William J. Thompson
GLOUCESTER CITY, NJ--(Originally published 1964)--(CNBNewsnet)--William J. Thompson (aka The Duke of Gloucester) was born in County Derry, Ireland, October 15, 1848. His father was Patrick Thompson. Fourteen generations of the family were born in the same house.
William J. was 13 years of age when he emigrated to America. He landed in New York and then proceeded to Boston where he was employed in a store for a short time. He then entered a soda bottling establishment, and before leaving that place a few month later, he was given charge of the works. After a year spent in New York he came to Philadelphia and had charge of the billiard tables in the Continental Hotel, and later was made manager of the billiard room. In 1867 he entered the employ of Capt. Frank T. Osborne, a well-known restaurant proprietor, who soon placed him in charge of the business where he remained for two years.

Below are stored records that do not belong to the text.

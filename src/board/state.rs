#[cfg(feature = "serde")]
use serde::{Deserialize, Serialize};

use super::{
    Board, CastlingRights, Cell, Color, GameStatus, PieceKind, Snapshot, Square, KING_HOME_FILE,
};

/// A game in progress: one board plus the metadata the rules depend on.
///
/// `GameState` is `Copy`. Legality checks simulate candidate moves on a copy,
/// so queries never touch the live state.
#[derive(Clone, Copy, Debug, PartialEq, Eq, Hash)]
#[cfg_attr(feature = "serde", derive(Serialize, Deserialize))]
pub struct GameState {
    pub(crate) board: Board,
    pub(crate) side_to_move: Color,
    pub(crate) castling_rights: CastlingRights,
    pub(crate) en_passant_target: Option<Square>,
    /// King square per color, indexed by `Color::index`
    pub(crate) kings: [Square; 2],
    pub(crate) status: GameStatus,
    pub(crate) game_over: bool,
}

impl Default for GameState {
    fn default() -> Self {
        Self::new()
    }
}

impl GameState {
    /// Standard starting position, White to move, all castling rights set.
    #[must_use]
    pub fn new() -> Self {
        GameState {
            board: Board::standard(),
            side_to_move: Color::White,
            castling_rights: CastlingRights::all(),
            en_passant_target: None,
            kings: [
                Square::at(KING_HOME_FILE, Color::White.back_rank()),
                Square::at(KING_HOME_FILE, Color::Black.back_rank()),
            ],
            status: GameStatus::Ongoing,
            game_over: false,
        }
    }

    #[must_use]
    pub const fn board(&self) -> &Board {
        &self.board
    }

    #[must_use]
    pub const fn side_to_move(&self) -> Color {
        self.side_to_move
    }

    #[must_use]
    pub const fn castling_rights(&self) -> CastlingRights {
        self.castling_rights
    }

    #[must_use]
    pub const fn en_passant_target(&self) -> Option<Square> {
        self.en_passant_target
    }

    #[must_use]
    pub const fn king_square(&self, color: Color) -> Square {
        self.kings[color.index()]
    }

    /// Status of the side to move, as of the last applied move.
    #[must_use]
    pub const fn status(&self) -> GameStatus {
        self.status
    }

    #[must_use]
    pub const fn is_game_over(&self) -> bool {
        self.game_over
    }

    #[inline]
    #[must_use]
    pub const fn cell(&self, sq: Square) -> Cell {
        self.board.cell(sq)
    }

    /// Read-only view for the presentation layer.
    #[must_use]
    pub fn snapshot(&self) -> Snapshot {
        Snapshot {
            rows: *self.board.rows(),
            side_to_move: self.side_to_move,
            status: self.status,
        }
    }

    /// Move the piece on `from` to `to` with no rights bookkeeping.
    ///
    /// An en passant capture also removes the bypassed pawn. The king square
    /// follows a moving king. Returns the captured piece, if any.
    pub(crate) fn relocate(&mut self, from: Square, to: Square) -> Option<PieceKind> {
        let moving = self.board.cell(from);
        let mut captured = self.board.cell(to).kind();

        if let Some(victim) = self.en_passant_victim(from, to) {
            captured = self.board.cell(victim).kind();
            self.board.put(victim, Cell::Empty);
        }

        self.board.put(to, moving);
        self.board.put(from, Cell::Empty);

        if let Cell::Occupied(PieceKind::King, color) = moving {
            self.kings[color.index()] = to;
        }
        captured
    }

    /// Square of the pawn taken en passant if a pawn plays `from`-`to`.
    pub(crate) fn en_passant_victim(&self, from: Square, to: Square) -> Option<Square> {
        let is_pawn = self.board.cell(from).kind() == Some(PieceKind::Pawn);
        let diagonal = from.file() != to.file();
        if is_pawn && diagonal && self.en_passant_target == Some(to) && self.board.is_empty(to) {
            Some(Square::at(to.file(), from.rank()))
        } else {
            None
        }
    }
}
//! The 8×8 cell grid.

#[cfg(feature = "serde")]
use serde::{Deserialize, Serialize};

use super::{BoundsError, Cell, Color, PieceKind, Square};

const BACK_RANK: [PieceKind; 8] = [
    PieceKind::Rook,
    PieceKind::Knight,
    PieceKind::Bishop,
    PieceKind::Queen,
    PieceKind::King,
    PieceKind::Bishop,
    PieceKind::Knight,
    PieceKind::Rook,
];

/// Piece placement only. Turn, castling and en passant state live on
/// [`GameState`](super::GameState).
#[derive(Clone, Copy, Debug, PartialEq, Eq, Hash)]
#[cfg_attr(feature = "serde", derive(Serialize, Deserialize))]
pub struct Board {
    /// `cells[rank][file]`
    cells: [[Cell; 8]; 8],
}

impl Board {
    #[must_use]
    pub const fn empty() -> Self {
        Board {
            cells: [[Cell::Empty; 8]; 8],
        }
    }

    /// The standard starting layout, Black on ranks 0-1 and White on 6-7.
    #[must_use]
    pub fn standard() -> Self {
        let mut board = Board::empty();
        for (file, &kind) in BACK_RANK.iter().enumerate() {
            board.put(Square::at(file, 0), Cell::Occupied(kind, Color::Black));
            board.put(Square::at(file, 1), Cell::Occupied(PieceKind::Pawn, Color::Black));
            board.put(Square::at(file, 6), Cell::Occupied(PieceKind::Pawn, Color::White));
            board.put(Square::at(file, 7), Cell::Occupied(kind, Color::White));
        }
        board
    }

    /// Read a cell by raw coordinates.
    pub fn get(&self, file: usize, rank: usize) -> Result<Cell, BoundsError> {
        let sq = Square::try_from((file, rank))?;
        Ok(self.cell(sq))
    }

    /// Overwrite a cell by raw coordinates.
    pub fn set(&mut self, file: usize, rank: usize, cell: Cell) -> Result<(), BoundsError> {
        let sq = Square::try_from((file, rank))?;
        self.put(sq, cell);
        Ok(())
    }

    #[inline]
    #[must_use]
    pub const fn cell(&self, sq: Square) -> Cell {
        self.cells[sq.rank()][sq.file()]
    }

    #[inline]
    pub fn put(&mut self, sq: Square, cell: Cell) {
        self.cells[sq.rank()][sq.file()] = cell;
    }

    #[inline]
    #[must_use]
    pub const fn is_empty(&self, sq: Square) -> bool {
        self.cell(sq).is_empty()
    }

    /// Rows in rank order, rank 0 first.
    #[must_use]
    pub const fn rows(&self) -> &[[Cell; 8]; 8] {
        &self.cells
    }

    /// Occupied squares in row-major scan order.
    pub fn pieces(&self) -> impl Iterator<Item = (Square, PieceKind, Color)> + '_ {
        Square::all().filter_map(move |sq| {
            self.cell(sq)
                .piece()
                .map(|(kind, color)| (sq, kind, color))
        })
    }

    /// First king of `color` in row-major scan order.
    #[must_use]
    pub fn find_king(&self, color: Color) -> Option<Square> {
        self.pieces()
            .find(|&(_, kind, c)| kind == PieceKind::King && c == color)
            .map(|(sq, _, _)| sq)
    }
}
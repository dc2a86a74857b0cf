//! Click-driven game session.
//!
//! The presentation layer reports square clicks; the session turns them into
//! piece selection, move highlighting and moves.

use crate::board::{GameState, Move, Snapshot, Square};

/// Result of one click.
#[derive(Clone, Debug, PartialEq, Eq)]
pub enum ClickOutcome {
    /// A piece of the side to move was picked up
    Selected {
        from: Square,
        /// Legal destinations to highlight
        destinations: Vec<Square>,
    },
    /// The selected piece moved to the clicked square
    Moved(Move),
    /// The click was not a legal destination; the selection is dropped
    Deselected,
    /// Nothing selected and nothing selectable under the click
    Ignored,
}

/// One game plus the current selection.
#[derive(Clone, Debug, Default)]
pub struct Session {
    game: GameState,
    selected: Option<Square>,
}

impl Session {
    /// New game from the standard starting position.
    #[must_use]
    pub fn new() -> Self {
        Self::default()
    }

    /// Continue from an existing position.
    #[must_use]
    pub const fn from_state(game: GameState) -> Self {
        Session {
            game,
            selected: None,
        }
    }

    #[must_use]
    pub const fn game(&self) -> &GameState {
        &self.game
    }

    #[must_use]
    pub const fn selected(&self) -> Option<Square> {
        self.selected
    }

    #[must_use]
    pub fn snapshot(&self) -> Snapshot {
        self.game.snapshot()
    }

    /// Handle a click on `square`.
    ///
    /// With a piece selected, a legal destination plays the move and any
    /// other square drops the selection. With nothing selected, a piece of
    /// the side to move is selected. Every click is ignored once the game is
    /// over.
    pub fn click(&mut self, square: Square) -> ClickOutcome {
        if self.game.is_game_over() {
            self.selected = None;
            return ClickOutcome::Ignored;
        }

        if let Some(from) = self.selected.take() {
            if self.game.is_legal(from, square) {
                return ClickOutcome::Moved(self.game.apply(from, square));
            }
            return ClickOutcome::Deselected;
        }

        if self.game.cell(square).color() != Some(self.game.side_to_move()) {
            return ClickOutcome::Ignored;
        }

        self.selected = Some(square);
        ClickOutcome::Selected {
            from: square,
            destinations: self.game.legal_destinations(square),
        }
    }

    /// Start over from the standard starting position.
    pub fn reset(&mut self) {
        *self = Self::new();
    }
}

He next became a barkeeper in the American House, and in 1869 opened a hotel on Chestnut Street which became famous as “The Hole in the Day” and was a great resort for politicians.
In February 1870, Mr. Thompson married Sara E. Sweeney, of Gloucester City, and on the 17th of March of that year leased the Buena Vista Hotel in Gloucester City, Camden County.
In 1872 he built the Thompson House at Third Street and River front (next to Buena Vista) and about this time leased the shad fishing grounds in the Delaware River. A little later he purchased these, together with the whole front of the Delaware River from Gloucester Ferry south to a point beyond Washington Park-a valuable fishing water front of three and a half miles.
In 1888 he purchased the Gloucester Ferry and built the Camden-Gloucester and Woodbury Street Railway. He developed Washington Park. He built and operated the race track from Labor Day, 1890, to Thanksgiving Day, 1893, when it was closed by an act of state legislature.
In his political affiliations Mr. Thompson was a stalwart Democrat and was the recognized leader of his party in this section of the state for many years. He served as a delegate to the national convention in St. Louis and Chicago when President Cleveland was nominated for the second and third times. In 1892 he was elected to the N.J. Legislature where he served for two terms. He served as a member of the board of freeholders from the second ward for 14 years. He served in city council for 17 years.
He was the father of ten children, William J., a lawyer of Camden; Sadie E., John S., Leon A., and Rufus B., and Rich J.
Mr. Thomson died July 2, 1911, while on a trip to his birth place in Ireland. His body was met in New York by undertaker Foley, who with the help of an expert embalmer from New York brought the body to South Street Ferry, where it was placed on the ferry boat Fearless and brought to Gloucester.
Mr. Thompson was buried in old St. Mary’s Cemetery, (Market Street, Gloucester City) besides two sons and a brother.
(CNBNews EDITOR'S NOTE)--The above was copied from the booklet The History of Gloucester City, NJ. The year 1964 was the 341st anniversary of the State of New Jersey (1664 to 1964). That year Gloucester City's Mayor and Council authorized a Tercentenary Celebration with a number of events planned to emphasized Gloucester City's rich history. In 1964 a 50-page booklet titled THE HISTORY OF GLOUCESTER CITY compiled by the Gloucester City Jaycees, with the help of the Gloucester City Historical Society was published and distributed to residents. The book contained historical photos and documents, that began with the early history of the different Indian tribes that lived in and around Gloucester City.